Work required:
Search the material for the word "ProtocolError" and copy every line in which it occurs.

┌─ Given records

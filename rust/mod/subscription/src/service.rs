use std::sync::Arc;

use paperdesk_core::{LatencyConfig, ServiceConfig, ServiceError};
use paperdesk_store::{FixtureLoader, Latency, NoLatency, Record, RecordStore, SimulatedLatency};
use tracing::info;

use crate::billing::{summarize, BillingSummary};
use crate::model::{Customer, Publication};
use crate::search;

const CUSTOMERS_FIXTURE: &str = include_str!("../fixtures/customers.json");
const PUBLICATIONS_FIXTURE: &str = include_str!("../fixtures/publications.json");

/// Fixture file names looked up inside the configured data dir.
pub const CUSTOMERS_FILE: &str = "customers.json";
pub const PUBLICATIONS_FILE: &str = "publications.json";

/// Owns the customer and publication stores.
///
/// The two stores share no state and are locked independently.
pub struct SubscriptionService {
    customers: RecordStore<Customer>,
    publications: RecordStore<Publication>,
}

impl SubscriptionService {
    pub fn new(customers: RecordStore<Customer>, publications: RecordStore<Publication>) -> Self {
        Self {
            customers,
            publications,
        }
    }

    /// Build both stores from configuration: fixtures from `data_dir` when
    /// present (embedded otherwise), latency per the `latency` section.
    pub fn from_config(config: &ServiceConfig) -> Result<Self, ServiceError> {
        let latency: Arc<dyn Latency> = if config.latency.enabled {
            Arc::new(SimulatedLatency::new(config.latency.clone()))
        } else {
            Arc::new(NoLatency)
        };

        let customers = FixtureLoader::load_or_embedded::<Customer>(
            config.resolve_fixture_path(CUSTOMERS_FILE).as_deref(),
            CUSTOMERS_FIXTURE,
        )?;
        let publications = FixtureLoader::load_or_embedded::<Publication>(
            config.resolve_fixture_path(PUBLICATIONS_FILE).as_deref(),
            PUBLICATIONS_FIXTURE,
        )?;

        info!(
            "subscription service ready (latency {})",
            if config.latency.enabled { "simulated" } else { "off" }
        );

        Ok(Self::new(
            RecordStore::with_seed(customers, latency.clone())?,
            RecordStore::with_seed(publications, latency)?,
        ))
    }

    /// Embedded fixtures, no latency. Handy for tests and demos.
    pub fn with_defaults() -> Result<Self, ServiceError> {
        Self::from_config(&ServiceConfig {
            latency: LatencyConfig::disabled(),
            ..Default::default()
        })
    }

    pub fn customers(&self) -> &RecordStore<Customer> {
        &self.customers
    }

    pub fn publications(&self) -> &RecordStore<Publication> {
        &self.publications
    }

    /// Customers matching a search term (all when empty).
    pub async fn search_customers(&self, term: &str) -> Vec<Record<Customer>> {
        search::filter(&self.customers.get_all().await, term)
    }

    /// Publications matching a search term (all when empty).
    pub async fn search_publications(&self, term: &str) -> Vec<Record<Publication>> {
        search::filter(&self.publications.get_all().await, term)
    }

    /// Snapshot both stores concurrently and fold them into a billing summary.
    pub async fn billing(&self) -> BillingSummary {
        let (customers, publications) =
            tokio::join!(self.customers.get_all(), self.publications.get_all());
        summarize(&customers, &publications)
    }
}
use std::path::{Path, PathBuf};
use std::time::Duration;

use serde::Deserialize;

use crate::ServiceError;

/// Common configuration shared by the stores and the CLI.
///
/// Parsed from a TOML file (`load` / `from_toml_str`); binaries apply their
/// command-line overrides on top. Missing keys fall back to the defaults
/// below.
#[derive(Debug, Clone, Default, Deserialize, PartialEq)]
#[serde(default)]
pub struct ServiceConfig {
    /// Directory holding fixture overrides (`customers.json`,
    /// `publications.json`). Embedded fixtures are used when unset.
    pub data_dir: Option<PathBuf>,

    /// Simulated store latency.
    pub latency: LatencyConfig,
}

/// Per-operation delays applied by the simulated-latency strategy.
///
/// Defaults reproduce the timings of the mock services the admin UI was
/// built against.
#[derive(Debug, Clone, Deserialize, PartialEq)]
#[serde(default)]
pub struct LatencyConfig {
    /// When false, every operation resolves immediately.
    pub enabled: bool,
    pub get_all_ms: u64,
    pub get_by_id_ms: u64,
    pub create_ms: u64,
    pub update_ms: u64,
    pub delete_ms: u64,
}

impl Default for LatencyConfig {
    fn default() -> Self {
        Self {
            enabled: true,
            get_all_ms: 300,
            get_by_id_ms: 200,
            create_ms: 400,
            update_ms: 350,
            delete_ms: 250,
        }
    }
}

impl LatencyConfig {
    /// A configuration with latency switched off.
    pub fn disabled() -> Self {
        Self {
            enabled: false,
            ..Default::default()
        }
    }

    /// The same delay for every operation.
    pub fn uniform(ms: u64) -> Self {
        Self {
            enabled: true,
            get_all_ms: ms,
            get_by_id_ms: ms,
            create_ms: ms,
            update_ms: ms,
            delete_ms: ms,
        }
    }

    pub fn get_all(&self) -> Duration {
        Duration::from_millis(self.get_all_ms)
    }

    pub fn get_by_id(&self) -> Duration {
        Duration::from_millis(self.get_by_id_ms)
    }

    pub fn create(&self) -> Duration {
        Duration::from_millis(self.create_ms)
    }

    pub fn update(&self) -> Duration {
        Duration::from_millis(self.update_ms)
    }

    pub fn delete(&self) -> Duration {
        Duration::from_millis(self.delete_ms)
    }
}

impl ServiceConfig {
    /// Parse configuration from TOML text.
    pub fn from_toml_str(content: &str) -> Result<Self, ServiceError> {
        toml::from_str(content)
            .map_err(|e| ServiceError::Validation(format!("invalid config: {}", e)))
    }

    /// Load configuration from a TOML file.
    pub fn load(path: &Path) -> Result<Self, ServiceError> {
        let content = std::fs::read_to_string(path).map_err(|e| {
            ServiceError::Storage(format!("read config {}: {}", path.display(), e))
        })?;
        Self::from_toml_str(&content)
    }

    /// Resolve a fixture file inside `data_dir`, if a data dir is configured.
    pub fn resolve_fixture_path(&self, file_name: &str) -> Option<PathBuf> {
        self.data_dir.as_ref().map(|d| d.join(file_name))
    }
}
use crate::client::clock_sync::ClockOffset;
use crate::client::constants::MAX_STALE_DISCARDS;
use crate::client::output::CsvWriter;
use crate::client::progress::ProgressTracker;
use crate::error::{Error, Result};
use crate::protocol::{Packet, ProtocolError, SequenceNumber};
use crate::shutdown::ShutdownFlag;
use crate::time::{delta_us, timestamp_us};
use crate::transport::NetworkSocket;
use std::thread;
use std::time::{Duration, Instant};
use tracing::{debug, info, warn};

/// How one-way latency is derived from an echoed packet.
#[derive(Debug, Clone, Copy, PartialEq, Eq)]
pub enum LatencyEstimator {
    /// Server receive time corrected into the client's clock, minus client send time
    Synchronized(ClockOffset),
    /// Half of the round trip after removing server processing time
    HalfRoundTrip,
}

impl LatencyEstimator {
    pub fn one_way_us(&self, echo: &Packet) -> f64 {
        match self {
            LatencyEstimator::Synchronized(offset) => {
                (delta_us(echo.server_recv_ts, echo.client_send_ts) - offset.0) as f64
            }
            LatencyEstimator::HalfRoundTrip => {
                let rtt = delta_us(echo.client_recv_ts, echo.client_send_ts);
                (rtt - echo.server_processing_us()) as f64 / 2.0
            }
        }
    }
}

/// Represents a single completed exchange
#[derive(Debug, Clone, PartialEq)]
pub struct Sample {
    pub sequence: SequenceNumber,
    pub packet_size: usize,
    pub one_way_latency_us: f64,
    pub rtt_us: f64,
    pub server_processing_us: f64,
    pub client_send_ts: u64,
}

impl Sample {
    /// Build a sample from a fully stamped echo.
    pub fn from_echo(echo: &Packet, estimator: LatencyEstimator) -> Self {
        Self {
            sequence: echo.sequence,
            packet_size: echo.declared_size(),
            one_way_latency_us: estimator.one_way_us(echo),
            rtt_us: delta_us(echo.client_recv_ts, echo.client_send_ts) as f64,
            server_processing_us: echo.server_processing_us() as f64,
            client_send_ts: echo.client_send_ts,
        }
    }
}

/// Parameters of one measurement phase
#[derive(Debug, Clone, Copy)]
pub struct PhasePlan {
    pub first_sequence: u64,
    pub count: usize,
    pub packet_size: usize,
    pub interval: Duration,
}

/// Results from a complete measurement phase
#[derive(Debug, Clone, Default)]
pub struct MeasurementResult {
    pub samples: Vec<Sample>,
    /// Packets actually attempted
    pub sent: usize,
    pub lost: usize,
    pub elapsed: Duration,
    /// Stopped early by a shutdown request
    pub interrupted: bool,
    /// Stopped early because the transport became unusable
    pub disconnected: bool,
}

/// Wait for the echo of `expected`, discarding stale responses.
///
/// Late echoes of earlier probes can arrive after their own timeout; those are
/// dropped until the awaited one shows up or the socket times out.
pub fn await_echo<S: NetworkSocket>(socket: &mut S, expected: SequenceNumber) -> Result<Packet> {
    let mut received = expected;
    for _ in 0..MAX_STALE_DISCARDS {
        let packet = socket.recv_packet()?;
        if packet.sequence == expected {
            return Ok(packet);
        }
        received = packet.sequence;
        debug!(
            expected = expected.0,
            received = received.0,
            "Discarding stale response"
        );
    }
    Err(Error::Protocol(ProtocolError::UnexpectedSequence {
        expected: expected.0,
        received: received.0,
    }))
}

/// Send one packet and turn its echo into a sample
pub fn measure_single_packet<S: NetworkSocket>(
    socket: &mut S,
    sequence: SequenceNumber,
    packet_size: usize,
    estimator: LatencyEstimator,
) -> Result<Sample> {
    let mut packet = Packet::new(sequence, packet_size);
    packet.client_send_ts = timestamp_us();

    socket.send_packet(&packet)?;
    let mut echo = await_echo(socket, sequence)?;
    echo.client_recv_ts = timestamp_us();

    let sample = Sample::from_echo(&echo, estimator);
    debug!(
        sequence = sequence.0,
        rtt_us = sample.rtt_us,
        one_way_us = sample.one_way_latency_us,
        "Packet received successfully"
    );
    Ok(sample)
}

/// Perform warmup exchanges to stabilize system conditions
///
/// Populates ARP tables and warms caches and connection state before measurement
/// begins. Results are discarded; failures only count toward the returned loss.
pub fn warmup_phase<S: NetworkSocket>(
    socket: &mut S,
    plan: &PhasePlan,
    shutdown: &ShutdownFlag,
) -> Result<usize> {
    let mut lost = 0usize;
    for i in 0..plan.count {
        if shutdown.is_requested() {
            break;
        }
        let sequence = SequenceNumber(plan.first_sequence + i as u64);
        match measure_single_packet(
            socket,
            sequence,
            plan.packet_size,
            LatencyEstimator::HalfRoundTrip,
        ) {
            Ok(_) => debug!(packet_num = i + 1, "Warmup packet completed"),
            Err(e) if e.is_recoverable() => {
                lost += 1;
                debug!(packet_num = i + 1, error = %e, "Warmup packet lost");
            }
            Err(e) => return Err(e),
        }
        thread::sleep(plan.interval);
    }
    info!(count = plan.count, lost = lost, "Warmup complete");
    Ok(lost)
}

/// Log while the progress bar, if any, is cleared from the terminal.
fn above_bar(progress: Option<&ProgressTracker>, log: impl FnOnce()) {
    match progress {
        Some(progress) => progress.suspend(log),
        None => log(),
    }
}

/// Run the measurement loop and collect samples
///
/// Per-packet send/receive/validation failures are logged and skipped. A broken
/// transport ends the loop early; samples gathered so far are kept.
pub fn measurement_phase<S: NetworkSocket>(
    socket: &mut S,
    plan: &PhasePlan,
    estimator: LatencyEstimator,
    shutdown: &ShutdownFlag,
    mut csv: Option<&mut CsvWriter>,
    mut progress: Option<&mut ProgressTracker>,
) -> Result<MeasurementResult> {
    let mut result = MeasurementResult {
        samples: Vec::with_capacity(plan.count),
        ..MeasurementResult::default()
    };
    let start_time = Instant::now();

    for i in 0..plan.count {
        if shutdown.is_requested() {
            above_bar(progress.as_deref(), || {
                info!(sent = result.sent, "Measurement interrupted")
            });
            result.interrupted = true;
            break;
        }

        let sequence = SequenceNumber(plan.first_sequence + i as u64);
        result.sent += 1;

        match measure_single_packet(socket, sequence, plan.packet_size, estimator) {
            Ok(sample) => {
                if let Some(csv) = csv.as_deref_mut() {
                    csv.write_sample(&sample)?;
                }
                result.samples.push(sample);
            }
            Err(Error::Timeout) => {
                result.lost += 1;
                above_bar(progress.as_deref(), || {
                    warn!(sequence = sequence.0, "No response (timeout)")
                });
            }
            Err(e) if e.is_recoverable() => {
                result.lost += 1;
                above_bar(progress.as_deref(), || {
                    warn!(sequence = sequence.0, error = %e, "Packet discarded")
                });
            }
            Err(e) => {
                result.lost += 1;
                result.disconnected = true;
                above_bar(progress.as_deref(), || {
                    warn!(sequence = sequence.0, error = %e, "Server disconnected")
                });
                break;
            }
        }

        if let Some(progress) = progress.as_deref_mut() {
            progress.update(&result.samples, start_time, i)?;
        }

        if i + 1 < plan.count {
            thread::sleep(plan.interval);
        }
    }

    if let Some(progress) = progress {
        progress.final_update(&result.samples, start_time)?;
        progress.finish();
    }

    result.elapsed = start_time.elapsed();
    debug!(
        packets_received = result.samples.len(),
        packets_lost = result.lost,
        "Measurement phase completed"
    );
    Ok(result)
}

└─

Finished exercise:
use crate::protocol::{Packet, ProtocolError, SequenceNumber};
    Err(Error::Protocol(ProtocolError::UnexpectedSequence {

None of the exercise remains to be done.